Debido a la huelga, en las familias no entraba ni un céntimo y se empezaba a palpar calamidades. El cura se arremangó y contribuyó a paliar la situación mediante la aportación de las perras recaudadas en la parroquia para construir la iglesia, que entonces aún no tenían (hacían los oficios litúrgicos en una escuela). Como en época de guerra, tradujo la ayuda en vales para patatas, para pan, para azúcar, para arroz, etcétera, productos básicos que, de otro modo, no se podían conseguir.

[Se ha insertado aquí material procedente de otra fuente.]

//! Tool result normalization.
//!
//! Providers answer `tools/call` with a plain string, an MCP `content` list of
//! typed parts, or arbitrary JSON. Each shape is matched by one row of
//! [`RULES`]; the first row that accepts the value wins.

use std::fmt;

use serde_json::Value;

// ─── ToolOutput ──────────────────────────────────────────────────────────────

/// A provider result reduced to one of two shapes.
#[derive(Debug, Clone, PartialEq)]
pub enum ToolOutput {
    /// Human-readable text.
    Text(String),
    /// JSON with no recognised text field, shown pretty-printed.
    Structured(Value),
}

impl ToolOutput {
    /// Collapse to the string spliced into the conversation.
    pub fn into_display(self) -> String {
        match self {
            ToolOutput::Text(text) => text,
            ToolOutput::Structured(value) => {
                serde_json::to_string_pretty(&value).unwrap_or_else(|_| value.to_string())
            }
        }
    }
}

impl fmt::Display for ToolOutput {
    fn fmt(&self, f: &mut fmt::Formatter<'_>) -> fmt::Result {
        match self {
            ToolOutput::Text(text) => f.write_str(text),
            ToolOutput::Structured(value) => match serde_json::to_string_pretty(value) {
                Ok(s) => f.write_str(&s),
                Err(_) => write!(f, "{value}"),
            },
        }
    }
}

// ─── Rule Table ──────────────────────────────────────────────────────────────

/// One shape → extraction rule.
struct Rule {
    name: &'static str,
    extract: fn(&Value) -> Option<ToolOutput>,
}

/// Extraction rules, tried in order.
const RULES: &[Rule] = &[
    Rule {
        name: "null",
        extract: extract_null,
    },
    Rule {
        name: "string",
        extract: extract_string,
    },
    Rule {
        name: "content-parts",
        extract: extract_content_parts,
    },
    Rule {
        name: "structured",
        extract: extract_structured,
    },
];

fn extract_null(value: &Value) -> Option<ToolOutput> {
    value
        .is_null()
        .then(|| ToolOutput::Text("No result returned.".to_string()))
}

fn extract_string(value: &Value) -> Option<ToolOutput> {
    value.as_str().map(|s| ToolOutput::Text(s.to_string()))
}

/// `{"content": [{"type": "text", "text": "..."}, ...]}`: text parts joined by newlines.
fn extract_content_parts(value: &Value) -> Option<ToolOutput> {
    let parts = value.get("content")?.as_array()?;
    let texts: Vec<&str> = parts
        .iter()
        .filter(|part| part.get("type").and_then(|t| t.as_str()) == Some("text"))
        .filter_map(|part| part.get("text").and_then(|t| t.as_str()))
        .collect();
    if texts.is_empty() {
        return None;
    }
    Some(ToolOutput::Text(texts.join("\n")))
}

fn extract_structured(value: &Value) -> Option<ToolOutput> {
    Some(ToolOutput::Structured(value.clone()))
}

/// Normalize a raw `tools/call` result.
pub fn normalize(value: &Value) -> ToolOutput {
    for rule in RULES {
        if let Some(output) = (rule.extract)(value) {
            tracing::trace!(rule = rule.name, "tool result normalized");
            return output;
        }
    }
    ToolOutput::Structured(value.clone())
}

/// Whether the provider flagged the result as a tool-level failure (`isError`).
pub fn is_error_result(value: &Value) -> bool {
    value
        .get("isError")
        .and_then(|v| v.as_bool())
        .unwrap_or(false)
}

// ─── Tests ───────────────────────────────────────────────────────────────────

Además, y con el mismo fin humanitario, el Socorro Rojo Internacional le hizo llegar a la parroquia dinero, que él supo canalizar debidamente.

La primera huelga había pillado a todos desprevenidos, pero sirvió para aprender una lección, de modo que en las movilizaciones subsiguientes la gente estaría más preparada y contaría con remanentes ahorrados para poder sobrellevar la lucha obrera. En todo caso, en aquella ocasión don Luis pudo frenar la represión, o contenerla, y los mierenses le quedaron muy agradecidos. Todavía evocan con cariño su apostolado y su compromiso cristiano.

Luis Díaz García nació en 1931 en el castizo barrio de El Cuetu, en Llanes, hijo del llanisco Pedro Díaz (un repartidor de la panadería Muñiz, que moriría en las filas republicanas durante la batalla del Mazucu, en el otoño de 1937) y de la corita María Teresa García. Se crió en Cue, el pueblo natal de su madre (en cuya iglesia de San Román celebraría su primera misa en 1955, según nos cuenta Luis en su libro «La parroquia e iglesia de Cue cumplen doscientos años»), fue alumno de La Arquera y seminarista en Tapia de Casariego, Valdediós y Oviedo. Tímido, de expresividad contenida y amigo de ilustrar o alegrar la liturgia con su buena voz de entre barítono y bajo, este religioso representa más de cincuenta años de sacerdocio, que ha ejercido únicamente en dos destinos: Mieres (primero como coadjutor y después como titular de la parroquia de Santa Marina, una barriada de 5.000 vecinos), donde pasó veinticuatro años; y Llanes, en cuya parroquia de Santa María sucedió a Gil Ganzaraín y lleva como titular otros veintiocho años. Medio siglo de una trayectoria presidida por eso tan infrecuente actualmente como es la vocación de servicio a los demás. Ni el más furibundo anticlericalismo de pandereta -ahora en alza- podría tapar sus méritos.

Hoy, sábado, el Ayuntamiento de Llanes le nombrará hijo predilecto, y este reconocimiento, que a él seguramente ha de parecerle excesivo, va a llenar de alegría a muchísima gente.